(TASK DIRECTIONS): In the entries that follow, find the line containing "filename tests/api_integration.rs"; from there, copy every line exactly through the line containing "the client-side controllers.".

(RECORDS TO PROCESS):
++++
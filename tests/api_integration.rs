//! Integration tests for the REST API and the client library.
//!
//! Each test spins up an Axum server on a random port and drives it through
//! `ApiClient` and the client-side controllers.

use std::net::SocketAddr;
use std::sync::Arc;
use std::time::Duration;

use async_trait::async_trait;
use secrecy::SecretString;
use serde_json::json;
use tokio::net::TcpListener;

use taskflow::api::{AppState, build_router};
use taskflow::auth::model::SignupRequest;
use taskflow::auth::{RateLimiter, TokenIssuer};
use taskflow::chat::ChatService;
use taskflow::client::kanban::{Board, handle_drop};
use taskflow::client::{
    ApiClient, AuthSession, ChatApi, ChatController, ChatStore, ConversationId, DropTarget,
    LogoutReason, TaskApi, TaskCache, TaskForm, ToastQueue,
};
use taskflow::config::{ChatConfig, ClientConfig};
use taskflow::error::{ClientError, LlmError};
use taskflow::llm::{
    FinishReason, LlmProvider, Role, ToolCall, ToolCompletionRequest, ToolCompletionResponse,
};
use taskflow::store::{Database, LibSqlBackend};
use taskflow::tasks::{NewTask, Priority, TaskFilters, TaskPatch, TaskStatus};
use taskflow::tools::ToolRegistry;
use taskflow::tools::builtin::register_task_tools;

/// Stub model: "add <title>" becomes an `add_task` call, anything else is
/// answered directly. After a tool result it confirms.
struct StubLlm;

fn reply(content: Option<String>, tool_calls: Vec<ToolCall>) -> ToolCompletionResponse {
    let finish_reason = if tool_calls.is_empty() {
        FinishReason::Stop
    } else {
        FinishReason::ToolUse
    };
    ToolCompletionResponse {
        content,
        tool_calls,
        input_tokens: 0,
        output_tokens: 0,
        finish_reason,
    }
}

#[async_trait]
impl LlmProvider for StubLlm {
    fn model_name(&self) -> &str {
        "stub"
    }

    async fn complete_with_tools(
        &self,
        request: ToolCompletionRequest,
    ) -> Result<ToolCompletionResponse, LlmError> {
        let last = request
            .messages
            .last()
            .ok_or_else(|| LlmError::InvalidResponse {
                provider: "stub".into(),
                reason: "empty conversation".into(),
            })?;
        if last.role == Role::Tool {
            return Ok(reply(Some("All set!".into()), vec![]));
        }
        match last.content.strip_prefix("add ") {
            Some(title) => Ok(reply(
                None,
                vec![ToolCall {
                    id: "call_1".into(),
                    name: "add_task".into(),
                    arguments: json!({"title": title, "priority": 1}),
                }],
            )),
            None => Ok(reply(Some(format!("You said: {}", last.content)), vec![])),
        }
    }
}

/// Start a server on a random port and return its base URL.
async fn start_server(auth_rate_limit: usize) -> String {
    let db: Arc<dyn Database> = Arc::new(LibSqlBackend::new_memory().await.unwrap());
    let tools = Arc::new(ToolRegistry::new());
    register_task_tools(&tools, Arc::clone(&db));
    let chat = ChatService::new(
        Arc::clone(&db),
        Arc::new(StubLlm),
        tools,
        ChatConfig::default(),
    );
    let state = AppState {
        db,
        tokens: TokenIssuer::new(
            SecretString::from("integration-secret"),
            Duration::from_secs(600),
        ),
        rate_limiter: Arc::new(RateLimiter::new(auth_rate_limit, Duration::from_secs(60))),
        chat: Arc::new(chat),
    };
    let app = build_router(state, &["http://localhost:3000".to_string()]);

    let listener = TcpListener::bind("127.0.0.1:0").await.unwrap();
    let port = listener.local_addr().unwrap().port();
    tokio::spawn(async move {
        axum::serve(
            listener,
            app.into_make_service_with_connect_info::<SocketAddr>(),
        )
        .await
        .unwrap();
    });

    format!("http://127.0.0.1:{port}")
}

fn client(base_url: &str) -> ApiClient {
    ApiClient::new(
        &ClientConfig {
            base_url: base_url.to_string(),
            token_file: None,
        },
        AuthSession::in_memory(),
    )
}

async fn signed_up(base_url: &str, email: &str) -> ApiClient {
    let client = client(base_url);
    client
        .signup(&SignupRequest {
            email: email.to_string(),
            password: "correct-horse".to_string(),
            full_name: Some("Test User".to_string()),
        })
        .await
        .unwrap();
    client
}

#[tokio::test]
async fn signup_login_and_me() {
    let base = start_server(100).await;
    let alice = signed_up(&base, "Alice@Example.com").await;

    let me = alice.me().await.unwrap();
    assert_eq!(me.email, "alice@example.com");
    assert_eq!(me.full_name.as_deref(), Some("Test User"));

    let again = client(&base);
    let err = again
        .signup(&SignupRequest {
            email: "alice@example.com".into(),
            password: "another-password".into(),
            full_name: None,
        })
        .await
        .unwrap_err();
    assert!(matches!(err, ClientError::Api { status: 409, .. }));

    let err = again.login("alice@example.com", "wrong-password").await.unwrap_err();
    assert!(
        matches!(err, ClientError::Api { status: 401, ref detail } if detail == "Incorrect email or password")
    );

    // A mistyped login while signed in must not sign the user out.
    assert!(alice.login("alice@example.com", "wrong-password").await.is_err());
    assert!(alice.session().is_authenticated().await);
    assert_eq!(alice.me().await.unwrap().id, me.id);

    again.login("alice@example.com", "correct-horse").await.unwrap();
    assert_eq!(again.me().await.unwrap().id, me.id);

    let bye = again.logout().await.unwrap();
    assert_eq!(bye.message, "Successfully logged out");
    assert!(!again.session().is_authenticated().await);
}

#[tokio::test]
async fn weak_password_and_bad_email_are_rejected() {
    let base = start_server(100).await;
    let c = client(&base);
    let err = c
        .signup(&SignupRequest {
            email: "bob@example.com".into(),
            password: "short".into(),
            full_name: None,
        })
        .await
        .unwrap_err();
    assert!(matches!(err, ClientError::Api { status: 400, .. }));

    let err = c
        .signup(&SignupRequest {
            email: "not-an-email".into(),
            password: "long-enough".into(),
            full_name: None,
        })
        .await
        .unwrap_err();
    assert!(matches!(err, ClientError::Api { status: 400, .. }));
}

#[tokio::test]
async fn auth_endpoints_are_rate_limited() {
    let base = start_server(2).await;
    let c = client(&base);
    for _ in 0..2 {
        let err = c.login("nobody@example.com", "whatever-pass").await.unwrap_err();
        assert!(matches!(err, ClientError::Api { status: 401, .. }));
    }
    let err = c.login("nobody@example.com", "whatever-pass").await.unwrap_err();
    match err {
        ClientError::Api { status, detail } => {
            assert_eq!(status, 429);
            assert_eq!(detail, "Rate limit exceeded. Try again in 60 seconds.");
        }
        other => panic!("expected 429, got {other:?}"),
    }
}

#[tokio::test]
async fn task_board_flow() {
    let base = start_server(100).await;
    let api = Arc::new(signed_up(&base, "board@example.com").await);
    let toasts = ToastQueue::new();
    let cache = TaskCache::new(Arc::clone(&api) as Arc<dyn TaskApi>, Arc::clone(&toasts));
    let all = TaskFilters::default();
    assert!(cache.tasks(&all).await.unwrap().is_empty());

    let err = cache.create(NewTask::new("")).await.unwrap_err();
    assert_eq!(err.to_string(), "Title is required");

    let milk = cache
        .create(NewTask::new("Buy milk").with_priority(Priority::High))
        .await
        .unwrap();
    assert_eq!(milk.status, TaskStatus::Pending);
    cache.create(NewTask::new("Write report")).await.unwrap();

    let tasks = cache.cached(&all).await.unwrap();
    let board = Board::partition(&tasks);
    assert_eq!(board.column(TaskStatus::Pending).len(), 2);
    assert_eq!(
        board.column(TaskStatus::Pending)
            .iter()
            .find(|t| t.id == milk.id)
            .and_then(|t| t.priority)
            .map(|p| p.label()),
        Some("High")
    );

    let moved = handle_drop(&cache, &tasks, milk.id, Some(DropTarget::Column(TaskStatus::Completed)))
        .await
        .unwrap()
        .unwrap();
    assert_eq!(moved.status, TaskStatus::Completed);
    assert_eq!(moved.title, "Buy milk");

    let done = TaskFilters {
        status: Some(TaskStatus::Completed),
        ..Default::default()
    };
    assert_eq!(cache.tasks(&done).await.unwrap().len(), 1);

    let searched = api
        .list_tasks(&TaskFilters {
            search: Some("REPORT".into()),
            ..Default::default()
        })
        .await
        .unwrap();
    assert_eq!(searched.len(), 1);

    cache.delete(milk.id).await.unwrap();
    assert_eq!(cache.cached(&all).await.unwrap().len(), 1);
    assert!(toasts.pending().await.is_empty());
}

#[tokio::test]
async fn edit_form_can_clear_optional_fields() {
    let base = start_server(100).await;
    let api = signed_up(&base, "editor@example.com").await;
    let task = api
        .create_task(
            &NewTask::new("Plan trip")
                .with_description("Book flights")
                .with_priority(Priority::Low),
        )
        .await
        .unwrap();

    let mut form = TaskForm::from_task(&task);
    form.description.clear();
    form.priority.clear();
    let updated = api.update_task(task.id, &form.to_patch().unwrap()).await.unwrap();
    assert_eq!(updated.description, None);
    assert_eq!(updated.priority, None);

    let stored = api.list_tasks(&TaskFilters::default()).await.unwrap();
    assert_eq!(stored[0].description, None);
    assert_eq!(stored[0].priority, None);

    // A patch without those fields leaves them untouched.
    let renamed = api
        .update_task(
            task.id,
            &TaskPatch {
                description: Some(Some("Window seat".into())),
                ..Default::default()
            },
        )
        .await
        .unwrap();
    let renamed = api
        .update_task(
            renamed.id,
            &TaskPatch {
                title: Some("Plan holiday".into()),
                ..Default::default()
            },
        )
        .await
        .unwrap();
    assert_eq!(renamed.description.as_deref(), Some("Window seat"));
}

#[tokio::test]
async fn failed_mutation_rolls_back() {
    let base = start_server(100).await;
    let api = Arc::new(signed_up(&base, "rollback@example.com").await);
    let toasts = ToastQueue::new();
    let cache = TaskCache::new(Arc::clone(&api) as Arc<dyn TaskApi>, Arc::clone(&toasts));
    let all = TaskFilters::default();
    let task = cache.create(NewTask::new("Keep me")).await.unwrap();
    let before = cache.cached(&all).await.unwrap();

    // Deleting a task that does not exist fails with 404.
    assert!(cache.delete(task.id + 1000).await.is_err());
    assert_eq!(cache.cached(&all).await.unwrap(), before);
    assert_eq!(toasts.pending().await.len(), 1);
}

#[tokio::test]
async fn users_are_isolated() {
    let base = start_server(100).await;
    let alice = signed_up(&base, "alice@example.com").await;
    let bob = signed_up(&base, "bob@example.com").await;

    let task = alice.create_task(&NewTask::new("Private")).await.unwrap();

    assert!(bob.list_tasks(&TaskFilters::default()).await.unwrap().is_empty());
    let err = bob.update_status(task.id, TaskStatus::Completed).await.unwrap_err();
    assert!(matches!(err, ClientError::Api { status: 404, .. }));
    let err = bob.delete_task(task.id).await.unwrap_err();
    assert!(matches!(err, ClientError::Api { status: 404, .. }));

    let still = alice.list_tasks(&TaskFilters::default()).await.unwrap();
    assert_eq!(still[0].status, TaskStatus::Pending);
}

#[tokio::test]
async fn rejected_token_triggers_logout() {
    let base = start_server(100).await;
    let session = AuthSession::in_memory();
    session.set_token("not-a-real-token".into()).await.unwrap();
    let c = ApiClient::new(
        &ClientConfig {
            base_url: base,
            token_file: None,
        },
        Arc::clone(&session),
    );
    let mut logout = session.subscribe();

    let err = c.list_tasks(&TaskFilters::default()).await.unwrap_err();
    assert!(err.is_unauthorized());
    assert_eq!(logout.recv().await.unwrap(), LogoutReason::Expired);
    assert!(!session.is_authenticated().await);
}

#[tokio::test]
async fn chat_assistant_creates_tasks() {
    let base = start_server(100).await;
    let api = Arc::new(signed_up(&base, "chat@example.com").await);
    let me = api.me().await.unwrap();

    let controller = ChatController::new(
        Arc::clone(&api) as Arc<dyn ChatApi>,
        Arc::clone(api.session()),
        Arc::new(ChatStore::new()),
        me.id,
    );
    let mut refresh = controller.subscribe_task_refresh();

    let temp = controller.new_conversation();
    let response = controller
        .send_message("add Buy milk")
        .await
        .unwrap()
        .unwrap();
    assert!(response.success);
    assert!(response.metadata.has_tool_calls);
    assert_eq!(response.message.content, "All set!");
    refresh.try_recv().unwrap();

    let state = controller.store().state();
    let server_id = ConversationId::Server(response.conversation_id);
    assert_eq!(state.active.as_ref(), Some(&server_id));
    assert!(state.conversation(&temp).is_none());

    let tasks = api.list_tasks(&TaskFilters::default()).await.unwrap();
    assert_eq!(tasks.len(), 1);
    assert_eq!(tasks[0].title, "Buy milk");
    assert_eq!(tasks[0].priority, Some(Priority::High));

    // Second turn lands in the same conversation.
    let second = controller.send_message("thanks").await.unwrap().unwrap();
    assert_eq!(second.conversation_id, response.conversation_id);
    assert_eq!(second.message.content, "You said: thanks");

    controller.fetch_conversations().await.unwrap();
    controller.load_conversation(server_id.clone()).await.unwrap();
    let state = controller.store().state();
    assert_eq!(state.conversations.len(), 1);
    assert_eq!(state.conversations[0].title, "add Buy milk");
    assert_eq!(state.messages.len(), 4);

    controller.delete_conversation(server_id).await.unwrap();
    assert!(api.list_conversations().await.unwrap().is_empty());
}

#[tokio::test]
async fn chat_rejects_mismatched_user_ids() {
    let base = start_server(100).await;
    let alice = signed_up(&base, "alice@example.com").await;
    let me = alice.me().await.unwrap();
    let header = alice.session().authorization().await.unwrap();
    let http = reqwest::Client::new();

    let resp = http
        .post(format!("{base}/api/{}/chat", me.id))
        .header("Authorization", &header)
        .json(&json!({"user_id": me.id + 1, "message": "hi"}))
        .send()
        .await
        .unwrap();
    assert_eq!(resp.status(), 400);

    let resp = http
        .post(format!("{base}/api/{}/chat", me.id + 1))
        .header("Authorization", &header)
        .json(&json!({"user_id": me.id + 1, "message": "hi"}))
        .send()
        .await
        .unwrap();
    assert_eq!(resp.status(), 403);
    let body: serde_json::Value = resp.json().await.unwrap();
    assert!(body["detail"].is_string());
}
++++
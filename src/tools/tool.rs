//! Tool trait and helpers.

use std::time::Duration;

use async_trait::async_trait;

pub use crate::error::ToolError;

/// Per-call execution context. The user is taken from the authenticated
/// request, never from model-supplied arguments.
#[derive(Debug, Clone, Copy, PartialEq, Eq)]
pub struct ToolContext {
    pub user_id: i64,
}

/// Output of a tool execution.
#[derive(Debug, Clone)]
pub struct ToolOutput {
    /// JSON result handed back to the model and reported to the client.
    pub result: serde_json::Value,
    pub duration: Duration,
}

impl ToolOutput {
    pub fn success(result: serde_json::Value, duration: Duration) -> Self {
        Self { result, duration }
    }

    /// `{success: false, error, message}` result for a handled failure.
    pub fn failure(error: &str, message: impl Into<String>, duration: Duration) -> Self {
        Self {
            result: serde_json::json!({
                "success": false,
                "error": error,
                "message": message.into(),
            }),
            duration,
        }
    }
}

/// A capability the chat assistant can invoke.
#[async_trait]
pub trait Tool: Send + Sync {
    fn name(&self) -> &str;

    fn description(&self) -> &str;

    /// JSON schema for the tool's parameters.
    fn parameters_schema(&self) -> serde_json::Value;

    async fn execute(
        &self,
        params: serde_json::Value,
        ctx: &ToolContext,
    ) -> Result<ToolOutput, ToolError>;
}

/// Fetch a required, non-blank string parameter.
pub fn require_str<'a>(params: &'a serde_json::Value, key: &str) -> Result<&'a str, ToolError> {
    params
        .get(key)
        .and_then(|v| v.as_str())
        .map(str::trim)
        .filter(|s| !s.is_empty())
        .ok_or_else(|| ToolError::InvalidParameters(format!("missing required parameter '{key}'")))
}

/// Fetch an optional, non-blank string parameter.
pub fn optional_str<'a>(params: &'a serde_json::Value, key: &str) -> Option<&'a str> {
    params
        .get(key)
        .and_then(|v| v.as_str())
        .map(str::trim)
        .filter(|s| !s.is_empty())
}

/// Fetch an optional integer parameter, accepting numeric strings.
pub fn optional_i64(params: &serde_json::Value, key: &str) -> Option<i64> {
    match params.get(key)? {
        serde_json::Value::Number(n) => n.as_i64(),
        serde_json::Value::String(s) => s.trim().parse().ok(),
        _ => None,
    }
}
++++
(ANSWER BOX):
filename tests/api_integration.rs
//! Integration tests for the REST API and the client library.
//!
//! Each test spins up an Axum server on a random port and drives it through
//! `ApiClient` and the client-side controllers.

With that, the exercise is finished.